1. A debris removal system for a downhole tubular comprising:
the tubular;
a closure mechanism including a flapper member arranged to at least partially close an interior of the tubular;
a flow tube longitudinally movable within the tubular between an uphole position corresponding to a closed position of the flapper member and a downhole position corresponding to an open position of the flapper member, the flapper member configured to be trapped between the tubular and the flow tube in the open position; and,
an injector mechanism having an exit arranged downhole of the closure mechanism;
wherein debris removing material ejected from the injector mechanism is directable towards the closure mechanism.
2. The debris removal system of claim 1, wherein the debris removing material ejected from the injector mechanism is directable in an uphole direction.
3. The debris removal system of claim 1, wherein the flapper member includes a first surface and an opposed second surface, the second surface facing a downhole direction in the closed position of the flapper member, and the material is ejected to remove debris from the second surface of the flapper member.
4. The debris removal system of claim 1, wherein the injector mechanism includes a nozzle.
5. The debris removal system of claim 1 wherein the tubular includes a tubular wall, the injector mechanism having at least one path formed through a thickness of the tubular wall.
6. The debris removal system of claim 5, wherein the at least one flow path includes a first end on an outer surface of the tubular wall and a second end on an inner surface of the tubular wall, wherein a longitudinal distance from the closure mechanism to the second end is less than a longitudinal distance from the closure mechanism to the first end.
7. The debris removal system of claim 5, wherein the at least one path extends radially inward at a non-perpendicular angle to a longitudinal axis of the tubular.
8. The debris removal system of claim 5, wherein the at least one path includes a first section having a first diameter at an outer surface of the tubular and a second section having a second diameter at an inner surface of the tubular, the second diameter smaller than the first diameter.
9. The debris removal system of claim 5, wherein the at least one path includes a plurality of paths, and further comprising a common control line fluidically connected to the plurality of paths.
10. The debris removal system of claim 1, wherein the tubular includes a first sub supporting the closure mechanism and a separately attachable second sub including the injector mechanism, wherein the second sub is downhole the first sub.
11. The debris removal system of claim 1 wherein the tubular includes a downhole end and an uphole end, production fluid in the tubular moves from the downhole end to the uphole end when the closure mechanism is in an open configuration, and is blocked from movement in an uphole direction by the closure mechanism in a closed configuration.
12. The debris removal system of claim 1, further comprising a control line extending to an opening of the injector mechanism and a control pump containing the debris removing material at a surface location.
13. The debris removal system of claim 1, wherein an opening of the injector mechanism, which receives the material, is arranged downhole of the exit of the injector mechanism.
14. The debris removal system of claim 1, wherein the tubular includes a downhole facing shoulder, an opening of the injector mechanism located on the shoulder.
16. The method of claim 15, wherein injecting the debris removing material includes injecting the debris removing material in an uphole direction.
17. The method of claim 15, wherein moving the debris removing material includes employing a control line from the uphole surface location to the position longitudinally past the flapper member.
18. The method of claim 15, wherein injecting the debris removing material includes employing an injector extending from an exterior to an interior of a wall of the tubular.
19. The method of claim 15, further comprising injecting the debris removing material when the flapper member is in an open position.

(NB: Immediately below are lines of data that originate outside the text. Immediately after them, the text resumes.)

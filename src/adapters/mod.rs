//! External systems: the EmailRep API and the lookup store backends
//!
//! Every backend implements [`LookupStore`]; the rest of the crate only holds
//! an `Arc<dyn LookupStore>` so backends are swapped through configuration.

pub mod emailrep;
pub mod memory;
pub mod sqlite;
pub mod supabase;

use async_trait::async_trait;
use std::sync::Arc;
use tracing::info;

use crate::config::{StoreBackend, StoreConfig};
use crate::types::error::Result;
use crate::types::{LookupRecord, NewLookup, ScanRow};

/// Persistence for lookup records.
///
/// Records are append-only: there is no update or delete.
#[async_trait]
pub trait LookupStore: Send + Sync {
    /// Persist one record; the store assigns `id` and `checked_at`.
    async fn insert(&self, lookup: NewLookup) -> Result<LookupRecord>;

    /// Up to `limit` records, newest first.
    async fn recent(&self, limit: usize) -> Result<Vec<LookupRecord>>;

    /// Reputation and suspicious columns of every record.
    async fn scan(&self) -> Result<Vec<ScanRow>>;
}

/// Open the store selected by `config`.
pub fn open_store(config: &StoreConfig) -> Result<Arc<dyn LookupStore>> {
    let backend = config.resolved_backend()?;
    info!(?backend, "Opening lookup store");

    let store: Arc<dyn LookupStore> = match backend {
        StoreBackend::Supabase => Arc::new(supabase::SupabaseStore::new(&config.supabase)?),
        StoreBackend::Sqlite => Arc::new(sqlite::SqliteStore::open(&config.sqlite_path)?),
        StoreBackend::Memory => Arc::new(memory::MemoryStore::new()),
    };

    Ok(store)
}
//! Lookup service
//!
//! Business logic behind the HTTP routes: fetch, normalize, persist, list
//! and aggregate.

use serde_json::Value;
use tracing::{info, warn};

use super::helpers::{email_domain, parse_limit, require_email};
use super::{normalization, stats};
use crate::adapters::emailrep::EmailRepClient;
use crate::adapters::LookupStore;
use crate::types::error::Result;
use crate::types::responses::{CheckEmailResponse, LookupStats};
use crate::types::LookupRecord;

/// Look up an address on EmailRep and persist the normalized result.
///
/// A failed write is logged and reported through `saved`; the lookup
/// itself still succeeds.
pub async fn check_email(
    client: &EmailRepClient,
    store: &dyn LookupStore,
    email: Option<&str>,
) -> Result<CheckEmailResponse> {
    let email = require_email(email)?;
    info!(domain = email_domain(email), "Checking email reputation");

    let raw = client.query(email).await?;
    let result = normalization::normalize(email, &raw);

    let saved = match store.insert((&result).into()).await {
        Ok(record) => {
            info!(id = record.id, reputation = %record.reputation, "Saved lookup");
            true
        }
        Err(e) => {
            warn!(domain = email_domain(email), "Failed to save lookup: {}", e);
            false
        }
    };

    Ok(CheckEmailResponse { result, saved })
}

/// Persist a lookup submitted by a client.
pub async fn save_lookup(store: &dyn LookupStore, body: &Value) -> Result<LookupRecord> {
    let lookup = normalization::lookup_from_submission(body)?;
    let record = store.insert(lookup).await?;
    info!(id = record.id, domain = email_domain(&record.email), "Saved submitted lookup");
    Ok(record)
}

/// Most recent lookups, `limit` as received in the query string.
pub async fn recent_lookups(store: &dyn LookupStore, limit: Option<&str>) -> Result<Vec<LookupRecord>> {
    store.recent(parse_limit(limit)).await
}

pub async fn lookup_stats(store: &dyn LookupStore) -> Result<LookupStats> {
    let rows = store.scan().await?;
    Ok(stats::aggregate(&rows))
}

In the drilling and completion industry, the formation of boreholes for the purpose of production or injection of fluid is common The boreholes are used for exploration or extraction of natural resources such as hydrocarbons, oil, gas, water, and CO2 sequestration.

Surface-controlled, subsurface safety valves (“SCSSV's”) are typically used in production string arrangements to quickly close off the production borehole in the event of an emergency, such as a blowout. A usual form for an SCSSV is a flapper-type valve that includes a flapper member that is pivotally movable between open and closed positions within the borehole. The flapper member is actuated between the open and closed positions by a flow tube that is axially movable within the borehole.

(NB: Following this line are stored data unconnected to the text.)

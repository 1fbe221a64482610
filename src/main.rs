#[tokio::main]
async fn main() {
    if let Err(e) = emailguard_lib::run().await {
        tracing::error!("EmailGuard failed: {}", e);
        eprintln!("EmailGuard failed: {}", e);
        std::process::exit(1);
    }
}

After being placed into a borehole, mineral scale typically forms and builds up on all portions of the production tubing string that are exposed to borehole fluids. Scale and other buildup forming on and around the flow tube of the SCSSV can make it difficult to move the flow tube axially and thereby require more maintenance with respect to proper operation of the SCSSV. Prior devices for cleaning and removing or preventing scale buildups have focused on the interior surface of the borehole within the valve housing, as scale buildup in that location can inhibit the flow tube from moving axially and inhibit the valve from closing optimally. One such device includes wireline brushes, however this is costly as it necessitates stopping production operations to run the brush in and then conduct the cleaning. Another such device includes a wiper member that extends radially outwardly from the flow tube and into contact with an interior surface of the valve housing, which can counteract the effect of scale buildup and also operate to physically wipe away scale buildup. Another method for removing scale and debris buildup uses explosive charges. The use of explosives, however, carries with it risks of damage to valve components as well as the potential for damage to the production tubing string. Yet another method reduces the harmful effects of scale and debris build up by exercising the safety valve through operation of its components, to ensure any build up does not reach a point where the safety valve is no longer fully operational.

The art would be receptive to additional devices and methods for dealing with scale and debris buildup, particularly for areas not accessible using conventional cleaning techniques.

A debris removal system includes a tubular; a closure mechanism arranged to at least partially close an interior of the tubular; and, an injector mechanism having an exit arranged downhole of the closure mechanism; wherein debris removing material ejected from the injector mechanism is directable towards the closure mechanism.

A method of removing debris in a downhole tubular having a closure mechanism, the method includes moving a debris removing material from an uphole surface location in a downhole direction to a position longitudinally passed a flapper member of the closure mechanism; and subsequently injecting the debris removing material towards a downhole facing surface of the flapper member when the flapper member is in a closed position blocking the tubular.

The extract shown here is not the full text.